The second is that the court must consider the substantive construction of the legislation to determine where it provides that the onus should lie. The Court held (at 519):
But whether the form is that of a proviso or of an exception, the intrinsic character of the provision that the proviso makes and its real effect cannot be put out of consideration in determining where the burden of proof lies. When an enactment is stating the grounds of some liability that it is imposing or the conditions giving rise to some right that it is creating, it is possible that in defining the elements forming the title to the right or the basis of the liability the provision may rely upon qualifications exceptions or provisos and it may employ negative as well as positive expressions. Yet it may be sufficiently clear that the whole amounts to a statement of the complete factual situation which must be found to exist before anybody obtains a right or incurs a liability under the provision. In other words it may embody the principle which the legislature seeks to apply generally.
40 The company, supported by the other respondents, submits that the elements in s 208 of the CA are concurrent. It is not true to say that there has been a contravention of s 208 if an exception applies - the section itself creates a prohibition only when all the exceptions, including member approval, are not satisfied.
41 Counsel for the company further submits that the exceptions may constitute a large, if not the better part of dealings with the related parties, comprising as they do:
· arms length transactions (s 211);
· indemnities, exceptions, insurance premiums and payments for legal costs for officers (s 212);
· small amounts (s 213);
· benefits to closely held subsidiaries (s 214);
· benefits that do not discriminate unfairly (s 215);
· benefits awarded pursuant to court order (s 216).
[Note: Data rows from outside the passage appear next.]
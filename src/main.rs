//! EdgeTurn CLI - reverse-tunnel relay, edge agent and client tools

use anyhow::{Context, Result};
use clap::{Args, Parser, Subcommand};
use edgeturn_agent::{AgentConfig, AgentConnector, TcpForwarder};
use edgeturn_client::LocalForwarder;
use edgeturn_lib::{
    generate_self_signed_cert, ClientTlsSettings, Relay, RelayConfig, TlsSettings,
};
use edgeturn_proto::{ExecReqInfo, ExecReqType};
use std::net::SocketAddr;
use std::path::PathBuf;
use std::time::Duration;
use tokio_util::sync::CancellationToken;
use tracing::{error, info, warn};
use tracing_subscriber::{fmt, prelude::*, EnvFilter};
use url::Url;

/// EdgeTurn - reach edge services behind NAT through a public relay
#[derive(Parser, Debug)]
#[command(name = "edgeturn")]
#[command(version)]
struct Cli {
    /// Log level (trace, debug, info, warn, error); RUST_LOG takes precedence
    #[arg(long, global = true, env = "EDGETURN_LOG_LEVEL", default_value = "info")]
    log_level: String,

    #[command(subcommand)]
    command: Commands,
}

#[derive(Subcommand, Debug)]
enum Commands {
    /// Run the relay (backend listener + client listener)
    #[command(long_about = r#"
Run the EdgeTurn relay. Edge agents dial the backend listener and receive a
session token; clients present that token on the client listener.

EXAMPLES:
  # Relay with TLS on both listeners
  edgeturn relay --listen-addr 0.0.0.0:6080 --proxy-addr 0.0.0.0:8443 \
    --tls-cert relay.pem --tls-key relay-key.pem

  # Behind a load balancer terminating on 443
  edgeturn relay --tls-cert relay.pem --tls-key relay-key.pem --access-port 443
    "#)]
    Relay(RelayArgs),

    /// Open a session on a relay and forward its streams to a local service
    Agent(AgentArgs),

    /// Expose a shell session as a local TCP port
    Forward(ForwardArgs),

    /// Generate a self-signed certificate for development
    GenerateCert {
        /// Subject alternative names
        #[arg(long = "name", default_value = "localhost")]
        names: Vec<String>,

        /// Directory receiving cert.pem and key.pem
        #[arg(long, default_value = ".")]
        out_dir: PathBuf,
    },
}

#[derive(Args, Debug)]
struct RelayArgs {
    /// Backend listener address (agents)
    #[arg(long, env = "EDGETURN_LISTEN_ADDR", default_value = "127.0.0.1:6080")]
    listen_addr: SocketAddr,

    /// Client listener address (end users)
    #[arg(long, env = "EDGETURN_PROXY_ADDR", default_value = "127.0.0.1:8443")]
    proxy_addr: SocketAddr,

    /// Backend listener certificate (PEM)
    #[arg(long, env = "EDGETURN_TLS_CERT", requires = "tls_key")]
    tls_cert: Option<PathBuf>,

    /// Backend listener private key (PEM)
    #[arg(long, env = "EDGETURN_TLS_KEY", requires = "tls_cert")]
    tls_key: Option<PathBuf>,

    /// Require agent certificates signed by this CA (PEM)
    #[arg(long, env = "EDGETURN_CLIENT_CA", requires = "tls_cert")]
    client_ca: Option<PathBuf>,

    /// Client listener certificate; defaults to --tls-cert
    #[arg(long, env = "EDGETURN_PROXY_TLS_CERT", requires = "proxy_tls_key")]
    proxy_tls_cert: Option<PathBuf>,

    /// Client listener private key; defaults to --tls-key
    #[arg(long, env = "EDGETURN_PROXY_TLS_KEY", requires = "proxy_tls_cert")]
    proxy_tls_key: Option<PathBuf>,

    /// Port advertised to agents; defaults to the client listener port
    #[arg(long, env = "EDGETURN_ACCESS_PORT")]
    access_port: Option<String>,

    /// Seconds allowed for an agent's TLS handshake and session request
    #[arg(long, env = "EDGETURN_HANDSHAKE_TIMEOUT", default_value = "10")]
    handshake_timeout: u64,

    /// Seconds a shell session may wait for its client
    #[arg(long, env = "EDGETURN_SHELL_CLAIM_TIMEOUT", default_value = "300")]
    shell_claim_timeout: u64,

    /// Lifetime of a console session in seconds
    #[arg(long, env = "EDGETURN_CONSOLE_TTL", default_value = "1200")]
    console_ttl: u64,

    /// Seconds between keepalive pings to agents (0 disables)
    #[arg(long, env = "EDGETURN_KEEPALIVE_INTERVAL", default_value = "30")]
    keepalive_interval: u64,

    /// Maximum concurrent sessions (unlimited when unset)
    #[arg(long, env = "EDGETURN_MAX_SESSIONS")]
    max_sessions: Option<usize>,

    /// Maximum concurrent client links
    #[arg(long, env = "EDGETURN_MAX_LINKS", default_value = "1024")]
    max_links: usize,
}

#[derive(Args, Debug)]
struct ClientTlsArgs {
    /// Trust this CA instead of the public web roots
    #[arg(long, env = "EDGETURN_CA_CERT")]
    ca_cert: Option<PathBuf>,

    /// Skip certificate verification (insecure, for development only)
    #[arg(long)]
    insecure: bool,
}

impl ClientTlsArgs {
    fn settings(&self) -> ClientTlsSettings {
        let mut settings = ClientTlsSettings::default();
        if let Some(ca) = &self.ca_cert {
            settings = settings.with_ca_cert(ca);
        }
        if self.insecure {
            warn!("⚠️  Certificate verification disabled (insecure mode)");
            settings = settings.with_insecure_skip_verify();
        }
        settings
    }
}

#[derive(Args, Debug)]
struct AgentArgs {
    /// Relay backend listener, host:port
    #[arg(long, env = "EDGETURN_RELAY")]
    relay: String,

    /// Session type: shell, console, logs or access-cloudlet
    #[arg(long, default_value = "shell")]
    kind: ExecReqType,

    /// Console landing URL (console sessions)
    #[arg(long, required_if_eq("kind", "console"))]
    init_url: Option<Url>,

    /// Local service each client stream is forwarded to
    #[arg(long, env = "EDGETURN_TARGET")]
    target: String,

    /// Dial the relay without TLS
    #[arg(long)]
    plaintext: bool,

    /// Name expected in the relay certificate
    #[arg(long)]
    server_name: Option<String>,

    /// Host clients use to reach the relay, for the printed access URL
    #[arg(long)]
    public_host: Option<String>,

    /// Certificate presented to relays requiring client auth
    #[arg(long, requires = "client_key")]
    client_cert: Option<PathBuf>,

    #[arg(long, requires = "client_cert")]
    client_key: Option<PathBuf>,

    #[command(flatten)]
    tls: ClientTlsArgs,
}

#[derive(Args, Debug)]
struct ForwardArgs {
    /// Shell URL printed by the agent (wss://host:port/edgeshell?edgetoken=...)
    #[arg(long)]
    url: String,

    /// Local address to listen on
    #[arg(long, default_value = "127.0.0.1:2222")]
    listen: SocketAddr,

    #[command(flatten)]
    tls: ClientTlsArgs,
}

/// Setup logging with the specified log level
fn setup_logging(log_level: &str) {
    let filter = EnvFilter::try_from_default_env()
        .or_else(|_| EnvFilter::try_new(log_level))
        .unwrap_or_else(|_| EnvFilter::new("info"));

    tracing_subscriber::registry()
        .with(fmt::layer().with_target(true).with_thread_ids(false))
        .with(filter)
        .init();
}

/// Cancel `token` on Ctrl+C
fn cancel_on_ctrl_c(token: CancellationToken) {
    tokio::spawn(async move {
        match tokio::signal::ctrl_c().await {
            Ok(()) => info!("Shutdown signal received, stopping..."),
            Err(e) => error!("Error listening for shutdown signal: {}", e),
        }
        token.cancel();
    });
}

fn relay_config(args: RelayArgs) -> RelayConfig {
    let mut config = RelayConfig::default()
        .with_listen_addr(args.listen_addr)
        .with_proxy_addr(args.proxy_addr)
        .with_handshake_timeout(Duration::from_secs(args.handshake_timeout))
        .with_shell_claim_timeout(Duration::from_secs(args.shell_claim_timeout))
        .with_console_ttl(Duration::from_secs(args.console_ttl))
        .with_keepalive_interval(
            (args.keepalive_interval > 0).then(|| Duration::from_secs(args.keepalive_interval)),
        )
        .with_max_links(args.max_links);

    if let (Some(cert), Some(key)) = (&args.tls_cert, &args.tls_key) {
        let mut backend = TlsSettings::new(cert, key);
        if let Some(ca) = &args.client_ca {
            backend = backend.with_client_ca(ca);
        }
        config = config.with_backend_tls(backend);
    }

    let proxy_cert = args.proxy_tls_cert.or(args.tls_cert);
    let proxy_key = args.proxy_tls_key.or(args.tls_key);
    if let (Some(cert), Some(key)) = (proxy_cert, proxy_key) {
        config = config.with_proxy_tls(TlsSettings::new(cert, key));
    }

    if let Some(port) = args.access_port {
        config = config.with_access_port(port);
    }
    if let Some(max) = args.max_sessions {
        config = config.with_max_sessions(max);
    }
    config
}

async fn run_relay(args: RelayArgs) -> Result<()> {
    let relay = Relay::bind(relay_config(args))
        .await
        .context("Failed to start relay")?;

    info!("Agents connect to {}", relay.turn_addr());
    info!("Clients connect to {}", relay.proxy_addr());

    cancel_on_ctrl_c(relay.shutdown_token());
    relay.run().await?;

    info!("EdgeTurn relay stopped");
    Ok(())
}

async fn run_agent(args: AgentArgs) -> Result<()> {
    let mut config = AgentConfig::new(args.relay.clone());
    if !args.plaintext {
        let mut tls = args.tls.settings();
        if let (Some(cert), Some(key)) = (&args.client_cert, &args.client_key) {
            tls = tls.with_client_cert(cert, key);
        }
        config = config.with_tls(tls);
    } else {
        warn!("Dialing relay {} WITHOUT TLS", args.relay);
    }
    if let Some(name) = args.server_name {
        config = config.with_server_name(name);
    }
    if let Some(host) = args.public_host {
        config = config.with_public_host(host);
    }

    let request = ExecReqInfo {
        kind: args.kind,
        init_url: args.init_url,
    };
    let session = AgentConnector::new(config)
        .connect(request)
        .await
        .with_context(|| format!("Failed to open session on {}", args.relay))?;

    if args.kind == ExecReqType::Console {
        info!("Console URL: {}", session.console_url());
    } else {
        info!("Shell URL: {}", session.shell_url());
    }

    let forwarder = TcpForwarder::new(args.target);
    tokio::select! {
        _ = forwarder.serve(&session) => info!("Relay ended the session"),
        _ = tokio::signal::ctrl_c() => {
            info!("Received Ctrl+C, closing session...");
            session.close("agent stopped");
        }
    }
    Ok(())
}

async fn run_forward(args: ForwardArgs) -> Result<()> {
    let forwarder = LocalForwarder::bind(args.listen, args.url, args.tls.settings())
        .await
        .with_context(|| format!("Failed to listen on {}", args.listen))?;
    info!("Listening on {}", forwarder.local_addr()?);

    let shutdown = CancellationToken::new();
    cancel_on_ctrl_c(shutdown.clone());
    forwarder.run(shutdown).await?;
    Ok(())
}

fn generate_cert(names: Vec<String>, out_dir: PathBuf) -> Result<()> {
    let names: Vec<&str> = names.iter().map(String::as_str).collect();
    let cert = generate_self_signed_cert(&names).context("Failed to generate certificate")?;
    std::fs::create_dir_all(&out_dir)
        .with_context(|| format!("Failed to create {}", out_dir.display()))?;
    let (cert_path, key_path) = cert
        .save_to_dir(&out_dir)
        .context("Failed to write certificate")?;

    info!("Certificate: {}", cert_path.display());
    info!("Private key: {}", key_path.display());
    Ok(())
}

#[tokio::main]
async fn main() -> Result<()> {
    let cli = Cli::parse();
    setup_logging(&cli.log_level);

    match cli.command {
        Commands::Relay(args) => run_relay(args).await,
        Commands::Agent(args) => run_agent(args).await,
        Commands::Forward(args) => run_forward(args).await,
        Commands::GenerateCert { names, out_dir } => generate_cert(names, out_dir),
    }
}
//! Backend ("turn") listener for EdgeTurn
//!
//! Edge agents dial this listener, ask for a session with a one-line JSON
//! request, and get back the token clients will use to reach them. The
//! connection then carries multiplexed streams until either side ends it.

pub mod server;

pub use server::{TurnServer, TurnServerConfig, TurnServerError};
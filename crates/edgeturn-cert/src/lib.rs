//! TLS material for EdgeTurn listeners and dialers
//!
//! Certificates are issued elsewhere and consumed here as PEM files. This
//! crate turns them into rustls server and client configurations, and can
//! mint a self-signed certificate for development and tests.

pub mod pem;
pub mod self_signed;
pub mod tls;

pub use pem::{load_certs, load_private_key};
pub use self_signed::{generate_self_signed_cert, SelfSignedCertificate};
pub use tls::{ClientTlsSettings, TlsSettings};

use thiserror::Error;

/// Certificate and TLS configuration errors
#[derive(Debug, Error)]
pub enum CertError {
    #[error("Failed to read {path}: {source}")]
    Io {
        path: String,
        #[source]
        source: std::io::Error,
    },

    #[error("No certificates found in {0}")]
    NoCertificates(String),

    #[error("No private key found in {0}")]
    NoPrivateKey(String),

    #[error("Invalid TLS configuration: {0}")]
    Tls(#[from] rustls::Error),

    #[error("Invalid client CA: {0}")]
    ClientVerifier(String),

    #[error("Certificate generation failed: {0}")]
    Generation(String),
}

static CRYPTO_PROVIDER_INIT: std::sync::Once = std::sync::Once::new();

/// Install the ring crypto provider as the process default (once)
pub fn ensure_crypto_provider() {
    CRYPTO_PROVIDER_INIT.call_once(|| {
        if rustls::crypto::ring::default_provider()
            .install_default()
            .is_err()
        {
            tracing::debug!("Rustls crypto provider already installed");
        }
    });
}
42 Counsel submits it will usually be apparent which exception is applicable. So it was in the present case, that in relation to the alleged unapproved giving of financial benefits pleaded in [15], [38], [55], [59(e)] of the substituted statement of claim, the plea was that the exceptions provided for in "sections 210 to 216" did not apply and so the payment was contrary to s 208 of the CA.
43 In my view, these submissions should be accepted. On the proper construction of s 208 I consider that the section imposes consequences for a public company only if certain exceptions (being a meeting of members or any of the matters in s 211 to s 216) are not satisfied. Thus, it falls within the "exception" limb, not the "proviso" limb of the dichotomy explained in Vines and Avel. The obligation to negative the exemption therefore falls upon the applicants.
44 In these circumstances, I consider that [54] of the substituted statement of claim should be struck out, because as currently pleaded, it is ambiguous and therefore embarrassing. It is not plainly pleaded that certain benefits have been given in a manner not provided for by s 208. The current reference to those benefits being "contrary to s 212(2) of the Corporations Act" amplifies the ambiguity. I would, however, give leave to replead in that regard.